With just 19 days left to use the rest of your Isa allowance… should you bet on beaten-down British shares bouncing back?
Piggy in the middle: Could UK plc be the best home for this year’s Isa cash?
These are unnerving times for anyone deciding how and where to invest this year’s Isa allowance.
The April 5 deadline is just 19 days away. Yet the collapse of Silicon Valley Bank (SVB), the Californian tech firm lender, has sent shockwaves through global stock markets.
Questions are being posed about the solidity of American, European and other banks. Who would not be spooked by such events?
But the unexpected should be the spur to reconsider your position on any subject.
The SVB scandal is yet another sign of how the ending of the era of easy money is hitting the US tech companies that make up a large element of many portfolios (you may hold much more than you think).
In light of this, could UK plc be the best home for this year’s Isa cash? Such a choice would diversify your portfolio, with a sector for every taste, from construction giants to video games.
Global investment banks are eyeing the UK, yet British investors have been selling shares in UK companies. This is against the background of the other major controversy of spring 2023 – the UK-listed groups leaving London for more fame and fortune and razzle-dazzle in Wall Street.
Unpredictably, however, this flight is turning more attention onto the hidden allure of UK plc, in the wake of improved economic forecasts in this week’s Budget.
Alec Cutler, Bermuda-based manager of the Orbis Global Management fund, says: ‘There are lots of UK-quoted companies that would have double the market capitalisation in Wall Street, yet Brits don’t seem to care about this.’
Cutler cites names like Balfour Beatty – ‘the best construction company in the world’, Headlam, Europe’s leading floor coverings group, and Rolls-Royce, the aero-engine manufacturer.
David Battersby, of the wealth manager Atomos, suggests that Isa investors with an above- average appetite for risk could even exploit SVB’s adverse impact on the share prices of Barclays, Lloyds, NatWest and HSBC, which snapped up SVB’s British arm for £1.
Alexandra Jackson, manager of the Rathbone UK Opportunities fund, says: ‘The UK market is trading at a record-wide 40 per cent discount to the US. Among those optimistic about the outlook are businesses exposed to American infrastructure spending, like Ashtead, CRH and Hill & Smith, which we hold in our fund.’
Jackson also highlights the chance to get involved in the UK’s creative sector, saying: ‘We have a stake in Team 17, the video games company based in Wakefield which has a back catalogue of family-friendly indie games.’
Rathbone UK Opportunities is one of my bets on UK plc. In my Isa, I hold Jupiter UK Alpha for its spread of big British names, like AstraZeneca and Drax, the UK’s largest renewable energy supplier.
Since the outset, I have made monthly contributions, rather than committing the entire £20,000 allowance in one chunk. This is a system that should suit those rattled by current circumstances and who feel happier to move gradually into the markets.

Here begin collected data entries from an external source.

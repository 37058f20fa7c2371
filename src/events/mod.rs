mod controls;
mod pointer;

pub use controls::wire_controls;
pub use pointer::{wire_input_handlers, InputWiring};

use geometry_core::{AppEvent, Camera, Explorer};
use std::cell::RefCell;
use std::rc::Rc;

/// Feed one event through the explorer reducer in place.
pub fn dispatch(explorer: &Rc<RefCell<Explorer>>, camera: &Rc<RefCell<Camera>>, event: AppEvent) {
    let camera = camera.borrow();
    let mut state = explorer.borrow_mut();
    let current = std::mem::take(&mut *state);
    *state = current.apply(&event, &*camera);
}
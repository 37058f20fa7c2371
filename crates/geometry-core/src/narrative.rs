use crate::scene::SceneKind;

pub const NARRATIVE_STEPS: [&str; 5] = [
    "Welcome to your geometric journey. Let's start by exploring points in space.",
    "Points connect to form lines. Drag these points to see how lines change.",
    "Lines can enclose space to create shapes. Explore the triangle.",
    "Shapes can transform. Try rotating and scaling the shape.",
    "Now explore freely! Create your own geometric constructions.",
];

/// Position in the guided script.
///
/// `step_index` never decreases and stops at the last prompt; advancing past
/// it switches exploration on for good.
#[derive(Clone, Copy, Debug, Default, PartialEq, Eq)]
pub struct NarrativeState {
    pub step_index: usize,
    pub exploration_active: bool,
}

impl NarrativeState {
    pub const NUM_STEPS: usize = NARRATIVE_STEPS.len();

    pub fn is_last_step(&self) -> bool {
        self.step_index + 1 >= Self::NUM_STEPS
    }

    pub fn advance(self) -> Self {
        if !self.is_last_step() {
            let next = Self {
                step_index: self.step_index + 1,
                ..self
            };
            log::info!("[narrative] step {} -> {}", self.step_index, next.step_index);
            next
        } else {
            if !self.exploration_active {
                log::info!("[narrative] entering exploration mode");
            }
            Self {
                exploration_active: true,
                ..self
            }
        }
    }

    pub fn prompt(&self) -> &'static str {
        NARRATIVE_STEPS[self.step_index.min(Self::NUM_STEPS - 1)]
    }

    pub fn button_label(&self) -> &'static str {
        if self.is_last_step() {
            "Start Exploring"
        } else {
            "Continue"
        }
    }

    /// Scene shown for the current step.
    ///
    /// The closing prompt previews the exploration scene before the panel opens.
    pub fn scene_kind(&self) -> SceneKind {
        if self.exploration_active {
            return SceneKind::Exploration;
        }
        match self.step_index {
            0 => SceneKind::Points,
            1 => SceneKind::Lines,
            2 => SceneKind::Shapes,
            3 => SceneKind::Transformations,
            _ => SceneKind::Exploration,
        }
    }
}
/// Pick the swap-chain format.
///
/// Colors are authored as sRGB bytes and written straight through, so a
/// plain `*Unorm` target is preferred; an `*Srgb` view would encode them a
/// second time. Falls back to the first advertised format.
pub fn pick_surface_format(formats: &[wgpu::TextureFormat]) -> Option<wgpu::TextureFormat> {
    formats
        .iter()
        .copied()
        .find(|f| {
            matches!(
                f,
                wgpu::TextureFormat::Bgra8Unorm | wgpu::TextureFormat::Rgba8Unorm
            )
        })
        .or_else(|| formats.iter().copied().find(|f| !f.is_srgb()))
        .or_else(|| formats.first().copied())
}
//! Points, point sets and the quantities derived from them.

use crate::error::ParseError;
use glam::{Vec3, Vec4};
use smallvec::SmallVec;
use std::f32::consts::TAU;
use std::str::FromStr;

/// Named colors used for points and the tool panel swatches.
#[derive(Clone, Copy, Debug, PartialEq, Eq)]
pub enum Swatch {
    Red,
    Blue,
    Green,
    Yellow,
    RoyalBlue,
}

impl Swatch {
    pub fn name(self) -> &'static str {
        match self {
            Swatch::Red => "red",
            Swatch::Blue => "blue",
            Swatch::Green => "green",
            Swatch::Yellow => "yellow",
            Swatch::RoyalBlue => "royalblue",
        }
    }

    pub fn rgba(self) -> Vec4 {
        match self {
            Swatch::Red => Vec4::new(0.94, 0.27, 0.27, 1.0),
            Swatch::Blue => Vec4::new(0.23, 0.51, 0.96, 1.0),
            Swatch::Green => Vec4::new(0.13, 0.77, 0.37, 1.0),
            Swatch::Yellow => Vec4::new(0.92, 0.70, 0.03, 1.0),
            Swatch::RoyalBlue => Vec4::new(0.25, 0.41, 0.88, 1.0),
        }
    }
}

impl FromStr for Swatch {
    type Err = ParseError;

    fn from_str(s: &str) -> Result<Self, Self::Err> {
        match s.trim().to_ascii_lowercase().as_str() {
            "red" => Ok(Swatch::Red),
            "blue" => Ok(Swatch::Blue),
            "green" => Ok(Swatch::Green),
            "yellow" => Ok(Swatch::Yellow),
            "royalblue" => Ok(Swatch::RoyalBlue),
            _ => Err(ParseError::UnknownColor(s.to_string())),
        }
    }
}

#[derive(Clone, Copy, Debug, PartialEq)]
pub struct Point {
    pub position: Vec3,
    pub color: Swatch,
}

impl Point {
    pub fn new(position: Vec3, color: Swatch) -> Self {
        Self { position, color }
    }
}

/// Ordered points; order decides edge identity (edge i joins i and i+1 mod N).
#[derive(Clone, Debug, Default, PartialEq)]
pub struct PointSet {
    points: SmallVec<[Point; 3]>,
}

impl PointSet {
    pub fn new(points: impl IntoIterator<Item = Point>) -> Self {
        Self {
            points: points.into_iter().collect(),
        }
    }

    /// Points from raw positions, colored red, blue, green in order.
    pub fn from_positions(positions: &[[f32; 3]]) -> Self {
        const ORDER: [Swatch; 3] = [Swatch::Red, Swatch::Blue, Swatch::Green];
        Self::new(
            positions
                .iter()
                .enumerate()
                .map(|(i, p)| Point::new(Vec3::from_array(*p), ORDER[i % ORDER.len()])),
        )
    }

    pub fn len(&self) -> usize {
        self.points.len()
    }

    pub fn is_empty(&self) -> bool {
        self.points.is_empty()
    }

    pub fn get(&self, index: usize) -> Option<&Point> {
        self.points.get(index)
    }

    pub fn iter(&self) -> impl Iterator<Item = &Point> {
        self.points.iter()
    }

    pub fn positions(&self) -> SmallVec<[Vec3; 3]> {
        self.points.iter().map(|p| p.position).collect()
    }

    /// Copy of the set with point `index` moved to `position`.
    ///
    /// Only that slot changes; an out-of-range index returns the set as is.
    pub fn with_position(&self, index: usize, position: Vec3) -> Self {
        let mut next = self.clone();
        if let Some(p) = next.points.get_mut(index) {
            p.position = position;
        }
        next
    }

    /// Edges as (from, to) index pairs, closing back to the first point.
    pub fn edges(&self) -> impl Iterator<Item = (usize, usize)> + '_ {
        let n = self.points.len();
        (0..n).filter(move |_| n > 1).map(move |i| (i, (i + 1) % n))
    }

    /// Positions with the first one repeated at the end.
    pub fn closed_outline(&self) -> Vec<Vec3> {
        let mut out: Vec<Vec3> = self.points.iter().map(|p| p.position).collect();
        if let Some(first) = out.first().copied() {
            out.push(first);
        }
        out
    }

    /// Centroid and area of the first three points.
    pub fn triangle_metrics(&self) -> Option<(Vec3, f32)> {
        match self.points.as_slice() {
            [a, b, c, ..] => Some((
                centroid(&[a.position, b.position, c.position]),
                triangle_area(a.position, b.position, c.position),
            )),
            _ => None,
        }
    }
}

/// Componentwise mean. Empty input yields the origin.
pub fn centroid(points: &[Vec3]) -> Vec3 {
    if points.is_empty() {
        return Vec3::ZERO;
    }
    points.iter().copied().sum::<Vec3>() / points.len() as f32
}

/// Shoelace area of the triangle's projection onto the xy plane.
pub fn triangle_area(a: Vec3, b: Vec3, c: Vec3) -> f32 {
    (a.x * (b.y - c.y) + b.x * (c.y - a.y) + c.x * (a.y - b.y)).abs() * 0.5
}

/// Round to two decimals, ties away from zero (`0.125` -> `0.13`).
#[inline]
fn round_hundredths(v: f32) -> f32 {
    (v * 100.0).round() / 100.0
}

pub fn format_area(area: f32) -> String {
    format!("Area: {:.2}", round_hundredths(area))
}

/// Wrap into [0, 2π).
#[inline]
pub fn wrap_angle(rad: f32) -> f32 {
    let wrapped = rad.rem_euclid(TAU);
    // rem_euclid can round up to exactly TAU for tiny negatives
    if wrapped >= TAU {
        0.0
    } else {
        wrapped
    }
}

#[inline]
/// Whole degrees in `0..360`; the last half degree reads 0, not 360.
#[inline]
pub fn degrees_label(rad: f32) -> i32 {
    (rad.to_degrees().round() as i32).rem_euclid(360)
}

pub fn format_rotation(rad: f32) -> String {
    format!("Rotation: {}°", degrees_label(rad))
}

pub fn format_scale(scale: f32) -> String {
    format!("Scale: {:.2}", round_hundredths(scale))
}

Jason Hollands, of BestInvest, suggests the Murray Income investment trust for those keen to back FTSE 100 names. The share price of this trust is at a 5 per cent discount to the value of its net assets. Hollands also suggests the Fidelity UK index fund. He adds: ‘For a more high-octane approach, I like Artemis UK Select fund which looks for undervalued companies. The managers can also take short positions in companies where they think the share prices will fall.’

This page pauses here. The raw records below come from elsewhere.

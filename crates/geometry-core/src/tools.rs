//! Exploration tool panel state.
//!
//! Only the shape selection reaches the renderer. Scale, rotation and color
//! are stored and echoed back to the panel but drive nothing else.

use crate::error::ParseError;
use crate::geometry::Swatch;
use std::str::FromStr;

#[derive(Clone, Copy, Debug, PartialEq, Eq)]
pub enum SelectedShape {
    Point,
    Line,
    Triangle,
    Circle,
    Cube,
}

impl SelectedShape {
    pub const ALL: [SelectedShape; 5] = [
        SelectedShape::Point,
        SelectedShape::Line,
        SelectedShape::Triangle,
        SelectedShape::Circle,
        SelectedShape::Cube,
    ];

    pub fn label(self) -> &'static str {
        match self {
            SelectedShape::Point => "Point",
            SelectedShape::Line => "Line",
            SelectedShape::Triangle => "Triangle",
            SelectedShape::Circle => "Circle",
            SelectedShape::Cube => "Cube",
        }
    }
}

impl std::fmt::Display for SelectedShape {
    fn fmt(&self, f: &mut std::fmt::Formatter<'_>) -> std::fmt::Result {
        f.write_str(self.label())
    }
}

impl FromStr for SelectedShape {
    type Err = ParseError;

    fn from_str(s: &str) -> Result<Self, Self::Err> {
        match s.trim().to_ascii_lowercase().as_str() {
            "point" => Ok(SelectedShape::Point),
            "line" => Ok(SelectedShape::Line),
            "triangle" => Ok(SelectedShape::Triangle),
            "circle" => Ok(SelectedShape::Circle),
            "cube" => Ok(SelectedShape::Cube),
            _ => Err(ParseError::UnknownShape(s.to_string())),
        }
    }
}

/// Range input model: clamps to `[min, max]` and snaps to `step` from `min`.
#[derive(Clone, Copy, Debug, PartialEq)]
pub struct Slider {
    pub min: f32,
    pub max: f32,
    pub step: f32,
    pub value: f32,
}

impl Slider {
    pub const fn new(min: f32, max: f32, step: f32, value: f32) -> Self {
        Self {
            min,
            max,
            step,
            value,
        }
    }

    pub fn scale() -> Self {
        Self::new(0.5, 2.0, 0.1, 1.0)
    }

    pub fn rotation() -> Self {
        Self::new(0.0, 360.0, 1.0, 0.0)
    }

    pub fn set(self, v: f32) -> Self {
        if !v.is_finite() {
            return self;
        }
        let mut value = v.clamp(self.min, self.max);
        if self.step > 0.0 {
            let steps = ((value - self.min) / self.step).round();
            value = (self.min + steps * self.step).clamp(self.min, self.max);
        }
        Self { value, ..self }
    }

    /// Parse the raw string value of an `<input type="range">`.
    pub fn set_str(self, raw: &str) -> Result<Self, ParseError> {
        let v: f32 = raw
            .trim()
            .parse()
            .map_err(|_| ParseError::InvalidNumber(raw.to_string()))?;
        Ok(self.set(v))
    }
}

#[derive(Clone, Copy, Debug, PartialEq)]
pub enum ToolEvent {
    SelectShape(SelectedShape),
    SetScale(f32),
    SetRotation(f32),
    SetColor(Swatch),
}

#[derive(Clone, Copy, Debug, PartialEq)]
pub struct ToolPanel {
    pub selected: Option<SelectedShape>,
    pub scale: Slider,
    pub rotation: Slider,
    pub color: Option<Swatch>,
}

impl Default for ToolPanel {
    fn default() -> Self {
        Self {
            selected: None,
            scale: Slider::scale(),
            rotation: Slider::rotation(),
            color: None,
        }
    }
}

impl ToolPanel {
    pub const SWATCHES: [Swatch; 4] = [Swatch::Red, Swatch::Blue, Swatch::Green, Swatch::Yellow];

    pub fn apply(self, event: ToolEvent) -> Self {
        match event {
            ToolEvent::SelectShape(shape) => {
                log::info!("[tools] selected {}", shape);
                Self {
                    selected: Some(shape),
                    ..self
                }
            }
            ToolEvent::SetScale(v) => Self {
                scale: self.scale.set(v),
                ..self
            },
            ToolEvent::SetRotation(v) => Self {
                rotation: self.rotation.set(v),
                ..self
            },
            ToolEvent::SetColor(c) => Self {
                color: Some(c),
                ..self
            },
        }
    }
}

CJ Cowan, of Quilter Investors, recommends JO Hambro UK Dynamic, which also scouts out companies with ‘underappreciated value’. The fund’s manager Alex Savvides perceives the UK market to be brimming with bargains.
The SVB affair is forecast to place a premium on companies with strong free cash flow (the money left over after maintaining capital assets and meeting costs) as opinion turns more against the former tech darlings, with their dependence on borrowing and jam-tomorrow promises.
This week’s Budget removed the Lifetime pension saving allowance. But the right to also save an annual £20,000 tax free in an Isa remains an important concession. Isa stands for individual savings account. Could this be the year when you make a personal bid to back Britain?